According to the suit, the Kate Spade board had rejected a Coach acquisition proposal that placed shares at $22 in February 2016, choosing instead to continue with its “more valuable” standalone business. The suit, which is heavily redacted, alleges that the company’s business plan valued stock at between $22.50 to $25.50 a share at that time.
“In pursuing a sale, the board backtracked from its earlier positions regarding an acceptable price and disregarded the fact that the most valuable option for stockholders was to engage in no transaction at all,” the filing reads.

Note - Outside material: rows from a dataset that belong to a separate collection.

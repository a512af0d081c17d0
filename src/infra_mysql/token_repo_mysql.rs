//! Expected table layout:
//!
//! ```sql
//! CREATE TABLE oauth_access_token (
//!     id                     BINARY(16)   NOT NULL PRIMARY KEY,
//!     token                  VARCHAR(255) NOT NULL UNIQUE,
//!     refresh_token          VARCHAR(255) NULL,
//!     application_id         BINARY(16)   NULL,
//!     resource_owner_id      VARCHAR(255) NULL,
//!     scopes                 VARCHAR(2048) NOT NULL DEFAULT '',
//!     expires_in             INT UNSIGNED NULL,
//!     created_at             DATETIME(6)  NOT NULL,
//!     revoked_at             DATETIME(6)  NULL,
//!     previous_refresh_token VARCHAR(255) NOT NULL DEFAULT '',
//!     uses_refresh_token     BOOLEAN      NOT NULL DEFAULT TRUE,
//!     KEY idx_refresh_token (refresh_token),
//!     KEY idx_previous_refresh_token (previous_refresh_token)
//! );
//! ```
//!
//! `refresh_token` is not unique: a successor adopting the refresh value of
//! an earlier successor shares it.

use super::util::{downcast, store_err};
use crate::application_port::*;
use crate::domain_model::*;
use crate::domain_port::*;
use chrono::{DateTime, Utc};
use sqlx::mysql::MySqlRow;
use sqlx::{MySqlPool, Row};
use std::time::Duration;

pub struct MySqlTokenRepo {
    pool: MySqlPool,
}

impl MySqlTokenRepo {
    pub fn new(pool: MySqlPool) -> Self {
        MySqlTokenRepo { pool }
    }

    fn row_to_token(row: MySqlRow) -> Result<AccessToken, OAuthError> {
        let id: TokenId = row.try_get("id").map_err(|e| store_err("id", e))?;
        let token: String = row.try_get("token").map_err(|e| store_err("token", e))?;
        let refresh_token: Option<String> = row
            .try_get("refresh_token")
            .map_err(|e| store_err("refresh_token", e))?;
        let application_id: Option<ClientId> = row
            .try_get("application_id")
            .map_err(|e| store_err("application_id", e))?;
        let resource_owner_id: Option<String> = row
            .try_get("resource_owner_id")
            .map_err(|e| store_err("resource_owner_id", e))?;
        let scopes: String = row.try_get("scopes").map_err(|e| store_err("scopes", e))?;
        let expires_in: Option<u32> = row
            .try_get("expires_in")
            .map_err(|e| store_err("expires_in", e))?;
        let created_at: DateTime<Utc> = row
            .try_get("created_at")
            .map_err(|e| store_err("created_at", e))?;
        let revoked_at: Option<DateTime<Utc>> = row
            .try_get("revoked_at")
            .map_err(|e| store_err("revoked_at", e))?;
        let previous_refresh_token: String = row
            .try_get("previous_refresh_token")
            .map_err(|e| store_err("previous_refresh_token", e))?;
        let uses_refresh_token: bool = row
            .try_get("uses_refresh_token")
            .map_err(|e| store_err("uses_refresh_token", e))?;

        Ok(AccessToken {
            id,
            token,
            refresh_token,
            application_id,
            resource_owner_id,
            scopes: Scopes::from_string(&scopes),
            expires_in: expires_in.map(|s| Duration::from_secs(u64::from(s))),
            created_at,
            revoked_at,
            previous_refresh_token: Some(previous_refresh_token).filter(|v| !v.is_empty()),
            uses_refresh_token,
        })
    }

    /// `expires_in` is an `INT UNSIGNED` column.
    fn expires_in_secs(token: &AccessToken) -> Result<Option<u32>, OAuthError> {
        token
            .expires_in
            .map(|d| {
                u32::try_from(d.as_secs()).map_err(|_| {
                    OAuthError::Store(format!(
                        "expires_in of {}s does not fit the expires_in column",
                        d.as_secs()
                    ))
                })
            })
            .transpose()
    }
}

#[async_trait::async_trait]
impl TokenRepo for MySqlTokenRepo {
    async fn find_by_refresh_token(
        &self,
        refresh_token: &str,
    ) -> Result<Option<AccessToken>, OAuthError> {
        let row_opt: Option<MySqlRow> = sqlx::query(
            r#"
SELECT id, token, refresh_token, application_id, resource_owner_id, scopes,
       expires_in, created_at, revoked_at, previous_refresh_token, uses_refresh_token
FROM oauth_access_token
WHERE refresh_token = ?
ORDER BY created_at DESC
LIMIT 1
"#,
        )
        .bind(refresh_token)
        .fetch_optional(&self.pool)
        .await
        .map_err(|e| store_err("find by refresh token", e))?;

        row_opt.map(Self::row_to_token).transpose()
    }

    async fn find_by_refresh_token_in_tx<'t>(
        &self,
        tx: &mut dyn StorageTx<'t>,
        refresh_token: &str,
    ) -> Result<Option<AccessToken>, OAuthError> {
        let tx = downcast(tx)?;

        let row_opt: Option<MySqlRow> = sqlx::query(
            r#"
SELECT id, token, refresh_token, application_id, resource_owner_id, scopes,
       expires_in, created_at, revoked_at, previous_refresh_token, uses_refresh_token
FROM oauth_access_token
WHERE refresh_token = ?
ORDER BY created_at DESC
LIMIT 1
"#,
        )
        .bind(refresh_token)
        .fetch_optional(tx.conn())
        .await
        .map_err(|e| store_err("find by refresh token", e))?;

        row_opt.map(Self::row_to_token).transpose()
    }

    async fn find_by_previous_refresh_token_in_tx<'t>(
        &self,
        tx: &mut dyn StorageTx<'t>,
        previous_refresh_token: &str,
    ) -> Result<Vec<AccessToken>, OAuthError> {
        let tx = downcast(tx)?;

        let rows: Vec<MySqlRow> = sqlx::query(
            r#"
SELECT id, token, refresh_token, application_id, resource_owner_id, scopes,
       expires_in, created_at, revoked_at, previous_refresh_token, uses_refresh_token
FROM oauth_access_token
WHERE previous_refresh_token = ?
ORDER BY created_at ASC
"#,
        )
        .bind(previous_refresh_token)
        .fetch_all(tx.conn())
        .await
        .map_err(|e| store_err("find by previous refresh token", e))?;

        rows.into_iter().map(Self::row_to_token).collect()
    }

    async fn lock_for_update_in_tx<'t>(
        &self,
        tx: &mut dyn StorageTx<'t>,
        id: TokenId,
    ) -> Result<Option<AccessToken>, OAuthError> {
        let tx = downcast(tx)?;

        let row_opt: Option<MySqlRow> = sqlx::query(
            r#"
SELECT id, token, refresh_token, application_id, resource_owner_id, scopes,
       expires_in, created_at, revoked_at, previous_refresh_token, uses_refresh_token
FROM oauth_access_token
WHERE id = ?
FOR UPDATE
"#,
        )
        .bind(id)
        .fetch_optional(tx.conn())
        .await
        .map_err(|e| store_err("lock token", e))?;

        row_opt.map(Self::row_to_token).transpose()
    }

    async fn create_in_tx<'t>(
        &self,
        tx: &mut dyn StorageTx<'t>,
        token: &AccessToken,
    ) -> Result<(), OAuthError> {
        let tx = downcast(tx)?;
        let expires_in = Self::expires_in_secs(token)?;

        sqlx::query(
            r#"
INSERT INTO oauth_access_token
    (id, token, refresh_token, application_id, resource_owner_id, scopes,
     expires_in, created_at, revoked_at, previous_refresh_token, uses_refresh_token)
VALUES (?, ?, ?, ?, ?, ?, ?, ?, ?, ?, ?)
"#,
        )
        .bind(token.id)
        .bind(&token.token)
        .bind(token.refresh_token.as_deref())
        .bind(token.application_id)
        .bind(token.resource_owner_id.as_deref())
        .bind(token.scopes.to_string())
        .bind(expires_in)
        .bind(token.created_at)
        .bind(token.revoked_at)
        .bind(token.previous_refresh_token.as_deref().unwrap_or(""))
        .bind(token.uses_refresh_token)
        .execute(tx.conn())
        .await
        .map_err(|e| store_err("insert token", e))?;

        Ok(())
    }

    async fn update_revoked_at_in_tx<'t>(
        &self,
        tx: &mut dyn StorageTx<'t>,
        id: TokenId,
        revoked_at: DateTime<Utc>,
    ) -> Result<(), OAuthError> {
        let tx = downcast(tx)?;

        sqlx::query(
            r#"
UPDATE oauth_access_token SET revoked_at = ?
WHERE id = ?
"#,
        )
        .bind(revoked_at)
        .bind(id)
        .execute(tx.conn())
        .await
        .map_err(|e| store_err("update revoked_at", e))?;

        Ok(())
    }

    async fn clear_previous_refresh_token_in_tx<'t>(
        &self,
        tx: &mut dyn StorageTx<'t>,
        id: TokenId,
    ) -> Result<(), OAuthError> {
        let tx = downcast(tx)?;

        sqlx::query(
            r#"
UPDATE oauth_access_token SET previous_refresh_token = ''
WHERE id = ?
"#,
        )
        .bind(id)
        .execute(tx.conn())
        .await
        .map_err(|e| store_err("clear previous_refresh_token", e))?;

        Ok(())
    }
}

The filing claims that the majority of Kate Spade & Co. board members were “professional directors at the time of the buyout” and wanted to avoid a proxy contest because exiting one seat has been shown to cause a ripple effect on other, unrelated board positions.
“[The board] acted to mislead Kate Spade stockholders into approving the buyout by concealing and misleading stockholders as to material facts, including with respect to the company’s true value and its true prospects as an independent company, and with respect to their own true motivations and actions,” the suit reads.
Additionally, the suit claims that Kate Spade’s former CEO, Craig Leavitt, was entitled through the buyout to a “golden parachute payment” valued at over $25 million — allegedly more than 10 times the value of his shares at the time of the merger.
For the three-month period ended March 28, revenues at Kate Spade slid 11% to $250 million amid pandemic-induced store closures. At market close on Wednesday, Tapestry shares were valued at about $12 a piece.
A representative from Tapestry Inc. told FN that the company does not comment on pending litigation but believes the suit to be without merit.